Edwidge Danticat, award-winning author of several collections of stories and novels, visited campus on February 28 as the 2007 Bingham Visiting Artist. Ms. Danticat read two short stories from her collection entitled Krik? Krak! and answered students’ questions in the Athletic and Convocation Center. The story “New York Day Women,” she explained, came from her observations of women like her own mother, whose day work was caring for other people’s children. Woven within the story were themes based in the Haitian proverb “Shame is heavier than 100 bags of salt.” Ms. Danticat’s writing often reflects her experiences as a Haitian immigrant growing up in Brooklyn, New York.
The second selection Ms. Danticat shared was the epilogue from Krik? Krak! entitled “Women Like Us,” which talks about her decision to become a writer in spite of her family’s discouraging her from that work. As she explained to students, “In Haiti, where my family and I were living during the dictatorship, many writers were sent to jail for their writing and their points of view. My family’s idea of being a writer had a very dangerous connotation associated with it.”
Ms. Danticat says that her first real exposure to writing was in hearing stories told—through oral tradition. The title Krik? Krak! comes from the phrase that would begin any story-telling in her native country: the speaker would ask “Krik?” to which the audience would respond “Krak!” and that, as she explains, “was how you knew the story was beginning.”

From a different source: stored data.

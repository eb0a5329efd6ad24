//! Review model.

use super::book::Book;
use crate::error::{AppError, Result};
use chrono::{DateTime, Utc};
use std::fmt;
use std::sync::Arc;

/// Review text used when the source gives none.
pub const MISSING_REVIEW_TEXT: &str = "N/A";

/// A user's review of a book.
///
/// Two reviews are equal only when book, text, rating and creation instant
/// all match, so separately created reviews are practically always distinct.
#[derive(Debug, Clone)]
pub struct Review {
    book: Option<Arc<Book>>,
    user_id: Option<String>,
    review_text: String,
    rating: u8,
    timestamp: DateTime<Utc>,
}

impl Review {
    /// Create a review stamped with the current instant. Fails unless the
    /// rating is within 0..=5.
    pub fn new(
        user_id: Option<&str>,
        book: Option<Arc<Book>>,
        review_text: Option<&str>,
        rating: i64,
    ) -> Result<Self> {
        Self::restore(
            user_id.map(str::to_string),
            book,
            review_text,
            rating,
            Utc::now(),
        )
    }

    /// Rebuild a stored review with its original timestamp.
    pub(crate) fn restore(
        user_id: Option<String>,
        book: Option<Arc<Book>>,
        review_text: Option<&str>,
        rating: i64,
        timestamp: DateTime<Utc>,
    ) -> Result<Self> {
        let rating = check_rating(rating)?;

        Ok(Self {
            book,
            user_id,
            review_text: review_text
                .map(|t| t.trim().to_string())
                .unwrap_or_else(|| MISSING_REVIEW_TEXT.to_string()),
            rating,
            timestamp,
        })
    }

    /// Reviewed book, if it could be resolved.
    pub fn book(&self) -> Option<&Arc<Book>> {
        self.book.as_ref()
    }

    /// Reviewing user's id, if known.
    pub fn user_id(&self) -> Option<&str> {
        self.user_id.as_deref()
    }

    /// Review text.
    pub fn review_text(&self) -> &str {
        &self.review_text
    }

    /// Rating in 0..=5.
    pub fn rating(&self) -> u8 {
        self.rating
    }

    /// Creation instant.
    pub fn timestamp(&self) -> DateTime<Utc> {
        self.timestamp
    }

    /// Whether this review is about `book`.
    pub fn is_about(&self, book: &Book) -> bool {
        self.book.as_deref() == Some(book)
    }
}

impl PartialEq for Review {
    fn eq(&self, other: &Self) -> bool {
        self.book == other.book
            && self.review_text == other.review_text
            && self.rating == other.rating
            && self.timestamp == other.timestamp
    }
}

/// Validate a review rating, which must be within 0..=5.
pub(crate) fn check_rating(rating: i64) -> Result<u8> {
    u8::try_from(rating)
        .ok()
        .filter(|r| *r <= 5)
        .ok_or_else(|| AppError::Validation(format!("Invalid review rating: {}", rating)))
}

impl fmt::Display for Review {
    fn fmt(&self, f: &mut fmt::Formatter<'_>) -> fmt::Result {
        match (&self.book, &self.user_id) {
            (Some(book), Some(user)) => write!(f, "<Review of book {}, by {}>", book, user),
            (Some(book), None) => write!(f, "<Review of book {}>", book),
            (None, _) => write!(f, "<Review>"),
        }
    }
}
//! Tag model.

use super::book::{Book, BookId};
use parking_lot::RwLock;
use std::fmt;
use std::hash::{Hash, Hasher};
use std::sync::Arc;

/// A shelf tag. Books hold the tag, the tag remembers which books carry it.
#[derive(Debug)]
pub struct Tag {
    name: String,
    tagged_books: RwLock<Vec<BookId>>,
}

impl Tag {
    /// Create a tag with no books.
    pub fn new(name: impl Into<String>) -> Self {
        Self {
            name: name.into(),
            tagged_books: RwLock::new(Vec::new()),
        }
    }

    /// Restore a tag with known back-references (relational loads).
    pub(crate) fn with_books(name: impl Into<String>, books: Vec<BookId>) -> Self {
        Self {
            name: name.into(),
            tagged_books: RwLock::new(books),
        }
    }

    /// Tag text.
    pub fn name(&self) -> &str {
        &self.name
    }

    /// Ids of the books carrying this tag, in tagging order.
    pub fn tagged_books(&self) -> Vec<BookId> {
        self.tagged_books.read().clone()
    }

    /// Attach this tag to `book` and record the back-reference.
    pub fn tag_book(self: &Arc<Self>, book: &mut Book) {
        if book.add_tag(Arc::clone(self)) {
            let mut books = self.tagged_books.write();
            if !books.contains(&book.book_id()) {
                books.push(book.book_id());
            }
        }
    }
}

impl PartialEq for Tag {
    fn eq(&self, other: &Self) -> bool {
        self.name == other.name
    }
}

impl Eq for Tag {}

impl Hash for Tag {
    fn hash<H: Hasher>(&self, state: &mut H) {
        self.name.hash(state);
    }
}

impl fmt::Display for Tag {
    fn fmt(&self, f: &mut fmt::Formatter<'_>) -> fmt::Result {
        f.write_str(&self.name)
    }
}

#[cfg(test)]
mod tests {
    use super::*;

    #[test]
    fn test_tag_book_records_both_sides_once() {
        let tag = Arc::new(Tag::new("magic"));
        let mut book = Book::new(7, "Spellbook").unwrap();

        tag.tag_book(&mut book);
        tag.tag_book(&mut book);

        assert_eq!(book.tags().len(), 1);
        assert!(book.has_tag("magic"));
        assert_eq!(tag.tagged_books(), vec![7]);
    }
}
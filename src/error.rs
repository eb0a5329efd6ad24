use thiserror::Error;

/// Main error type for the catalog.
#[derive(Error, Debug)]
pub enum AppError {
    /// Entity construction or insert rejected by an invariant.
    #[error("Validation error: {0}")]
    Validation(String),

    /// Storage backend failure (query, commit, schema).
    #[error("Storage error: {0}")]
    Storage(String),

    /// Bulk import failure.
    #[error("Import error: {0}")]
    Import(String),

    /// Registration or login rejected.
    #[error("Authentication error: {0}")]
    Auth(String),

    /// I/O error.
    #[error("IO error: {0}")]
    Io(#[from] std::io::Error),

    /// JSON parsing error.
    #[error("JSON error: {0}")]
    Json(#[from] serde_json::Error),

    /// Configuration error.
    #[error("Configuration error: {0}")]
    Config(String),
}

impl AppError {
    /// Whether this error was raised by entity validation.
    pub fn is_validation(&self) -> bool {
        matches!(self, AppError::Validation(_))
    }
}

/// Result type alias for the catalog.
pub type Result<T> = std::result::Result<T, AppError>;
//! Linear-scan search over a snapshot of the catalog.
//!
//! A [`SearchEngine`] borrows the live book and review lists of its owner,
//! so it always sees the latest insertions. Each query overwrites the
//! engine's result buffer; queries take `&mut self`, so a buffer can never be
//! read while another query on the same engine is filling it.

use crate::library::{Author, Book, Publisher, Review};
use rand::SeedableRng;
use rand::rngs::StdRng;
use rand::seq::IndexedRandom;
use std::collections::HashSet;
use std::sync::Arc;

/// Tag whose first book anchors related-book recommendations.
pub const RELATED_ANCHOR_TAG: &str = "read-it";

/// Number of sampled books returned alongside the anchor.
pub const RELATED_SAMPLE_SIZE: usize = 19;

/// Search engine over borrowed book and review lists.
#[derive(Debug)]
pub struct SearchEngine<'a> {
    books: &'a [Arc<Book>],
    reviews: &'a [Arc<Review>],
    found: Vec<Arc<Book>>,
}

impl<'a> SearchEngine<'a> {
    /// Create an engine over the given lists.
    pub fn new(books: &'a [Arc<Book>], reviews: &'a [Arc<Review>]) -> Self {
        Self {
            books,
            reviews,
            found: Vec::new(),
        }
    }

    /// Results of the last book query.
    pub fn found_items(&self) -> &[Arc<Book>] {
        &self.found
    }

    fn scan(&mut self, predicate: impl Fn(&Book) -> bool) -> &[Arc<Book>] {
        self.found = self
            .books
            .iter()
            .filter(|b| predicate(b))
            .cloned()
            .collect();
        &self.found
    }

    /// Books carrying exactly this tag.
    pub fn search_by_tag(&mut self, tag: &str) -> &[Arc<Book>] {
        self.scan(|b| b.has_tag(tag))
    }

    /// Books written by `author`.
    pub fn search_by_author(&mut self, author: &Author) -> &[Arc<Book>] {
        let author_id = author.unique_id();
        self.scan(|b| b.has_author(author_id))
    }

    /// Books whose title contains `title`, ignoring case.
    pub fn search_by_title(&mut self, title: &str) -> &[Arc<Book>] {
        let needle = title.to_lowercase();
        self.scan(|b| b.title().to_lowercase().contains(&needle))
    }

    /// Books released between `start` and `end`, both inclusive.
    ///
    /// An inverted range (`start > end`) matches nothing.
    pub fn search_by_date_range(&mut self, start: u32, end: u32) -> &[Arc<Book>] {
        self.scan(|b| b.release_year().is_some_and(|y| (start..=end).contains(&y)))
    }

    /// Books from `publisher`.
    pub fn search_by_publisher(&mut self, publisher: &Publisher) -> &[Arc<Book>] {
        self.scan(|b| b.publisher().is_some_and(|p| p.as_ref() == publisher))
    }

    /// Reviews about `book`, in insertion order.
    pub fn search_reviews_by_book(&self, book: &Book) -> Vec<Arc<Review>> {
        self.reviews
            .iter()
            .filter(|r| r.is_about(book))
            .cloned()
            .collect()
    }

    /// Related books for `book`, sampled deterministically from `seed`.
    ///
    /// The anchor is the first book tagged [`RELATED_ANCHOR_TAG`], falling
    /// back to `book` itself. The candidate pool is every other book sharing
    /// a tag with the anchor. See [`sample_related`] for the result shape.
    pub fn search_related_books(&mut self, book: &Arc<Book>, seed: u64) -> Vec<Arc<Book>> {
        let anchor = self
            .search_by_tag(RELATED_ANCHOR_TAG)
            .first()
            .cloned()
            .unwrap_or_else(|| Arc::clone(book));

        let mut pool = Vec::new();
        for tag in anchor.tags() {
            pool.extend(self.search_by_tag(tag.name()).iter().cloned());
        }

        sample_related(anchor, pool, RELATED_SAMPLE_SIZE, seed)
    }
}

/// Sample up to `sample_size` books from `pool` and put `anchor` first.
///
/// Duplicates and the anchor itself are removed from the pool before
/// sampling. When the pool is smaller than `sample_size` every candidate is
/// returned. The result holds at most `sample_size + 1` books, always
/// contains the anchor, and is identical for identical inputs and seed.
pub fn sample_related(
    anchor: Arc<Book>,
    pool: Vec<Arc<Book>>,
    sample_size: usize,
    seed: u64,
) -> Vec<Arc<Book>> {
    let mut seen = HashSet::new();
    seen.insert(anchor.book_id());
    let candidates: Vec<Arc<Book>> = pool
        .into_iter()
        .filter(|b| seen.insert(b.book_id()))
        .collect();

    let mut rng = StdRng::seed_from_u64(seed);
    let mut picked: Vec<Arc<Book>> = candidates
        .choose_multiple(&mut rng, sample_size.min(candidates.len()))
        .cloned()
        .collect();

    picked.push(anchor);
    picked.reverse();
    picked
}
//! Relational repository on SQLite.
//!
//! [`SqliteRepository`] implements the same contract as the in-memory
//! backend. Every write runs inside its own [`UnitOfWork`]: committed on
//! success, rolled back on any error.

mod schema;
mod session;

pub use schema::SqliteRepository;
pub use session::UnitOfWork;

use crate::error::{AppError, Result};
use chrono::{DateTime, Utc};

/// Current timestamp in microseconds.
pub fn now_timestamp_micros() -> i64 {
    Utc::now().timestamp_micros()
}

/// Convert a stored microsecond timestamp to DateTime.
pub fn timestamp_to_datetime(micros: i64) -> DateTime<Utc> {
    DateTime::from_timestamp_micros(micros).unwrap_or_else(Utc::now)
}

/// Convert an entity id to the signed integer SQLite stores.
pub(crate) fn sql_id(id: u64) -> Result<i64> {
    i64::try_from(id).map_err(|_| AppError::Validation(format!("Id {} is out of range", id)))
}

/// Convert a stored integer back to an entity id.
pub(crate) fn entity_id(id: i64) -> Result<u64> {
    u64::try_from(id).map_err(|_| AppError::Storage(format!("Stored id {} is negative", id)))
}

/// Build a mapper from a rusqlite error to a storage error.
pub(crate) fn storage(action: &'static str) -> impl FnOnce(rusqlite::Error) -> AppError {
    move |e| AppError::Storage(format!("Failed to {}: {}", action, e))
}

Having attended Barnard College in New York, Ms. Danticat’s formal writing training began with her enrolling “hesitantly” in a few creative writing classes where she worked with fiction and personal narrative. While visiting Milton, Ms. Danticat worked with students in several creative writing classes and held discussions with students in Straus Library. Her next book, Brother, I’m Dying, will be published this fall.